The truffle is harvested at the optimum moment of ripening, which is when it emits its characteristic aroma and allows the truffle dogs, trained to identify the smell, to find them.
Consumption and Preservation.
It is preferable to consume them within 10-12 days and it is important to bear in mind that truffles at room temperature run the risk of oxidising and dehydrating, losing their properties, so it is advisable to refrigerate them.
- Store in the fridge between 2 and 4 degrees.
- Keep them in the box in which we send them to you.
- If you take them out of our box, wrap them in kitchen paper (the truffle has a large water component and will spoil if it develops humidity) on a base of rice grains and store in an airtight container preferably glass.

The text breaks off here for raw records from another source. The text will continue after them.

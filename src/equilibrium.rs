// Copyright 2026 Hypermesh Foundation. All rights reserved.
// Ecology Engine - Equilibrium & Stability Analyzer

use serde::{Deserialize, Serialize};
use std::f64::consts::PI;

use crate::types::{ModelParams, StabilityClass};

// ─── Errors ─────────────────────────────────────────────────────────────────

#[derive(Debug, Clone, PartialEq, thiserror::Error)]
pub enum EquilibriumError {
    #[error("degenerate parameters: {reason}")]
    DegenerateParameters { reason: &'static str },
}

// ─── Fixed Point ────────────────────────────────────────────────────────────

/// Nontrivial fixed point `(gamma/delta, alpha/beta)`.
#[derive(Debug, Clone, Copy, PartialEq, Serialize, Deserialize)]
pub struct Equilibrium {
    pub x: f64,
    pub y: f64,
}

pub fn equilibrium(p: &ModelParams) -> Result<Equilibrium, EquilibriumError> {
    if p.beta == 0.0 || !p.beta.is_finite() {
        return Err(EquilibriumError::DegenerateParameters { reason: "beta is zero or non-finite" });
    }
    if p.delta == 0.0 || !p.delta.is_finite() {
        return Err(EquilibriumError::DegenerateParameters { reason: "delta is zero or non-finite" });
    }
    Ok(Equilibrium {
        x: p.gamma / p.delta,
        y: p.alpha / p.beta,
    })
}

// ─── Linearization ──────────────────────────────────────────────────────────

/// Complex eigenvalue as `(re, im)`.
#[derive(Debug, Clone, Copy, PartialEq, Serialize, Deserialize)]
pub struct Eigenvalue {
    pub re: f64,
    pub im: f64,
}

/// Eigenvalues of the Jacobian at the nontrivial fixed point.
///
/// ```text
/// J = | alpha - beta*Y   -beta*X         |
///     | delta*Y          -gamma + delta*X |
/// ```
pub fn jacobian_eigenvalues(p: &ModelParams) -> Result<[Eigenvalue; 2], EquilibriumError> {
    let eq = equilibrium(p)?;
    let a = p.alpha - p.beta * eq.y;
    let b = -p.beta * eq.x;
    let c = p.delta * eq.y;
    let d = -p.gamma + p.delta * eq.x;

    let trace = a + d;
    let det = a * d - b * c;
    let disc = trace * trace / 4.0 - det;
    let half = trace / 2.0;

    if disc >= 0.0 {
        let r = disc.sqrt();
        Ok([Eigenvalue { re: half + r, im: 0.0 }, Eigenvalue { re: half - r, im: 0.0 }])
    } else {
        let w = (-disc).sqrt();
        Ok([Eigenvalue { re: half, im: w }, Eigenvalue { re: half, im: -w }])
    }
}

const REAL_PART_TOLERANCE: f64 = 1e-12;

/// Classify the nontrivial fixed point from the eigenvalue sign pattern.
///
/// The undamped system with positive coefficients always yields a center.
/// A negative `alpha * gamma` product gives a saddle (unstable); a vanishing
/// one, or degenerate coefficients, leaves the class undefined.
pub fn classify(p: &ModelParams) -> StabilityClass {
    let eig = match jacobian_eigenvalues(p) {
        Ok(e) => e,
        Err(_) => return StabilityClass::Undefined,
    };
    if eig.iter().any(|e| !e.re.is_finite() || !e.im.is_finite()) {
        return StabilityClass::Undefined;
    }
    if eig.iter().any(|e| e.re > REAL_PART_TOLERANCE) {
        return StabilityClass::Unstable;
    }
    if eig.iter().all(|e| e.re.abs() <= REAL_PART_TOLERANCE && e.im.abs() > REAL_PART_TOLERANCE) {
        return StabilityClass::Center;
    }
    StabilityClass::Undefined
}

// ─── Oscillation Timescale ──────────────────────────────────────────────────

/// Local angular frequency `sqrt(alpha * gamma)` of small orbits.
pub fn oscillation_frequency(p: &ModelParams) -> Option<f64> {
    let product = p.alpha * p.gamma;
    if product > 0.0 && product.is_finite() {
        Some(product.sqrt())
    } else {
        None
    }
}

/// One period `2*pi/omega` of the local oscillation.
pub fn period(p: &ModelParams) -> Option<f64> {
    oscillation_frequency(p).map(|w| 2.0 * PI / w)
}

/// Number of control intervals of length `step_span` needed to cover one
/// full period. Falls back to `fallback` when the frequency is undefined.
pub fn horizon_for(p: &ModelParams, step_span: f64, fallback: usize) -> usize {
    match period(p) {
        Some(t) if step_span > 0.0 => (t / step_span).ceil().max(1.0) as usize,
        _ => fallback,
    }
}

// ─── Tests ──────────────────────────────────────────────────────────────────

#[cfg(test)]
mod tests {
    use super::*;

    #[test]
    fn equilibrium_matches_closed_form() {
        for &(a, b, g, d) in &[
            (0.1, 0.02, 0.05, 0.01),
            (1.3, 0.7, 0.2, 0.9),
            (0.004, 3.0, 11.0, 0.25),
        ] {
            let eq = equilibrium(&ModelParams::new(a, b, g, d)).expect("test: nondegenerate");
            assert!((eq.x - g / d).abs() < 1e-12);
            assert!((eq.y - a / b).abs() < 1e-12);
        }
    }

    #[test]
    fn reference_equilibrium_is_five_five() {
        let eq = equilibrium(&ModelParams::new(0.1, 0.02, 0.05, 0.01)).expect("test: eq");
        assert!((eq.x - 5.0).abs() < 1e-12);
        assert!((eq.y - 5.0).abs() < 1e-12);
    }

    #[test]
    fn zero_beta_or_delta_is_degenerate() {
        assert!(matches!(
            equilibrium(&ModelParams::new(0.1, 0.0, 0.05, 0.01)),
            Err(EquilibriumError::DegenerateParameters { .. })
        ));
        assert!(matches!(
            equilibrium(&ModelParams::new(0.1, 0.02, 0.05, 0.0)),
            Err(EquilibriumError::DegenerateParameters { .. })
        ));
        assert_eq!(classify(&ModelParams::new(0.1, 0.0, 0.05, 0.01)), StabilityClass::Undefined);
    }

    #[test]
    fn positive_coefficients_give_center() {
        let p = ModelParams::new(0.1, 0.02, 0.05, 0.01);
        assert_eq!(classify(&p), StabilityClass::Center);
        let eig = jacobian_eigenvalues(&p).expect("test: eig");
        let w = oscillation_frequency(&p).expect("test: omega");
        assert!((eig[0].im.abs() - w).abs() < 1e-12, "imaginary part equals sqrt(alpha*gamma)");
        assert!(eig[0].re.abs() < 1e-12);
    }

    #[test]
    fn negative_growth_gives_saddle() {
        let p = ModelParams::new(-0.1, 0.02, 0.05, 0.01);
        assert_eq!(classify(&p), StabilityClass::Unstable);
        assert!(oscillation_frequency(&p).is_none());
    }

    #[test]
    fn horizon_covers_one_period() {
        let p = ModelParams::new(0.1, 0.02, 0.05, 0.01);
        let t = period(&p).expect("test: period");
        let n = horizon_for(&p, 1.0, 10);
        assert!(n as f64 * 1.0 >= t);
        assert!((n as f64 - 1.0) * 1.0 < t);
        assert_eq!(horizon_for(&ModelParams::new(0.0, 0.02, 0.05, 0.01), 1.0, 10), 10);
    }
}
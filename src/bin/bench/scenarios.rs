// Scenario Definitions - oracle price-differential paths for the control loop
// All scenario logic lives in curve functions and config/event hooks; the engine is untouched

use ecology_engine::{DecisionLog, EngineConfig, FeedbackLoop, StructuralParams};

// ─── Scenario Configuration ─────────────────────────────────────────────────

pub struct Scenario {
    pub name: &'static str,
    pub label: &'static str,
    pub category: &'static str,
    pub steps: u64,
    /// Clean oracle reading at each step, before noise.
    pub price_curve: fn(u64) -> f64,
    /// Standard deviation of Gaussian oracle noise.
    pub noise_sigma: f64,
    /// Probability that a reading arrives as NaN.
    pub dropout_prob: f64,
    pub criteria: PassCriteria,
    /// Config tweaks applied before the loop is built.
    pub configure: Option<fn(&mut EngineConfig)>,
    /// Governance action injected at a given step.
    pub mid_event: Option<fn(&mut FeedbackLoop<DecisionLog>, u64)>,
}

pub struct PassCriteria {
    /// Resource must stay strictly above this level.
    pub min_resource: f64,
    /// Populations must stay below this level.
    pub max_population: f64,
    /// Upper bound on Normal/Emergency transitions.
    pub max_breaker_transitions: Option<u64>,
    pub require_emergency: bool,
    pub require_no_halt: bool,
    /// Breaker must be back in Normal at the end.
    pub require_recovered: bool,
}

impl Default for PassCriteria {
    fn default() -> Self {
        Self {
            min_resource: 1e-3,
            max_population: 1e3,
            max_breaker_transitions: None,
            require_emergency: false,
            require_no_halt: true,
            require_recovered: false,
        }
    }
}

// ─── Curve Functions ────────────────────────────────────────────────────────

fn calm(_step: u64) -> f64 {
    0.0
}

fn oscillating_arbitrage(step: u64) -> f64 {
    0.04 * (step as f64 / 8.0).sin()
}

fn flash_crash(step: u64) -> f64 {
    match step {
        50..=54 => -0.35,
        _ => 0.0,
    }
}

fn sustained_depeg(step: u64) -> f64 {
    if step < 20 {
        0.0
    } else {
        (0.01 * (step - 20) as f64).min(0.15)
    }
}

fn whipsaw(step: u64) -> f64 {
    // Crosses the entry threshold every 15 steps; passes through the dead zone.
    if (step / 15) % 2 == 0 { 0.11 } else { 0.07 }
}

fn noisy_peg(step: u64) -> f64 {
    0.02 * (step as f64 / 12.0).sin()
}

// ─── Hooks ──────────────────────────────────────────────────────────────────

fn low_resource(cfg: &mut EngineConfig) {
    cfg.initial.x = 0.8;
    cfg.initial.y = 6.0;
}

fn capped_multiplier(cfg: &mut EngineConfig) {
    // Uncapped, a 3.5x threshold shock scales beta by 25.5 and drains the resource.
    cfg.breaker.max_multiplier = Some(5.0);
}

fn consumption_hike(control: &mut FeedbackLoop<DecisionLog>, step: u64) {
    if step == 100 {
        let _ = control.set_structural(StructuralParams { beta: 0.03, gamma: 0.05 });
    }
}

// ─── Scenario Registry ──────────────────────────────────────────────────────

pub fn scenarios() -> Vec<Scenario> {
    vec![
        Scenario {
            name: "CALM_PEG",
            label: "Calm peg, undisturbed oracle",
            category: "baseline",
            steps: 200,
            price_curve: calm,
            noise_sigma: 0.0,
            dropout_prob: 0.0,
            criteria: PassCriteria {
                max_population: 20.0,
                max_breaker_transitions: Some(0),
                ..Default::default()
            },
            configure: None,
            mid_event: None,
        },
        Scenario {
            name: "OSC_ARBITRAGE",
            label: "Oscillating arbitrage inside band",
            category: "baseline",
            steps: 200,
            price_curve: oscillating_arbitrage,
            noise_sigma: 0.0,
            dropout_prob: 0.0,
            criteria: PassCriteria {
                max_population: 20.0,
                max_breaker_transitions: Some(0),
                ..Default::default()
            },
            configure: None,
            mid_event: None,
        },
        Scenario {
            name: "FLASH_CRASH",
            label: "Five-step flash crash, then peg",
            category: "stress",
            steps: 200,
            price_curve: flash_crash,
            noise_sigma: 0.0,
            dropout_prob: 0.0,
            criteria: PassCriteria {
                max_breaker_transitions: Some(2),
                require_emergency: true,
                require_recovered: true,
                ..Default::default()
            },
            configure: Some(capped_multiplier),
            mid_event: None,
        },
        Scenario {
            name: "SUSTAINED_DEPEG",
            label: "Sustained depeg above entry threshold",
            category: "stress",
            steps: 200,
            price_curve: sustained_depeg,
            noise_sigma: 0.0,
            dropout_prob: 0.0,
            criteria: PassCriteria {
                max_breaker_transitions: Some(1),
                require_emergency: true,
                ..Default::default()
            },
            configure: None,
            mid_event: None,
        },
        Scenario {
            name: "WHIPSAW",
            label: "Whipsaw across the hysteresis band",
            category: "stress",
            steps: 150,
            price_curve: whipsaw,
            noise_sigma: 0.0,
            dropout_prob: 0.0,
            criteria: PassCriteria {
                // The dead-zone leg never clears the breaker.
                max_breaker_transitions: Some(1),
                require_emergency: true,
                ..Default::default()
            },
            configure: None,
            mid_event: None,
        },
        Scenario {
            name: "NOISY_ORACLE",
            label: "Noisy oracle with NaN dropouts",
            category: "oracle",
            steps: 200,
            price_curve: noisy_peg,
            noise_sigma: 0.02,
            dropout_prob: 0.05,
            criteria: PassCriteria {
                max_population: 20.0,
                ..Default::default()
            },
            configure: None,
            mid_event: None,
        },
        Scenario {
            name: "LOW_RESOURCE",
            label: "Start near collapse boundary",
            category: "recovery",
            steps: 200,
            price_curve: calm,
            noise_sigma: 0.0,
            dropout_prob: 0.0,
            criteria: PassCriteria::default(),
            configure: Some(low_resource),
            mid_event: None,
        },
        Scenario {
            name: "GOVERNANCE_SHIFT",
            label: "Structural beta raised mid-run",
            category: "governance",
            steps: 200,
            price_curve: oscillating_arbitrage,
            noise_sigma: 0.005,
            dropout_prob: 0.0,
            criteria: PassCriteria::default(),
            configure: None,
            mid_event: Some(consumption_hike),
        },
    ]
}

- If it gets a little mould or a white spot it does not mean that it has gone bad, simply remove it with a tooth brush or similar under cold running water. Dry well with kitchen paper.
- To take advantage of its aroma, you can store it with foods such as eggs or butter.
- Freezing it is not ideal, but it can be done. Wrap it first in kitchen paper and then in silver foil and freeze; although the best option is to vacuum pack and freeze.
It also has potassium, phosphorus, iodine, selenium, iron, calcium, and sulphur and importantly vitamins C, B2, B3 and B9.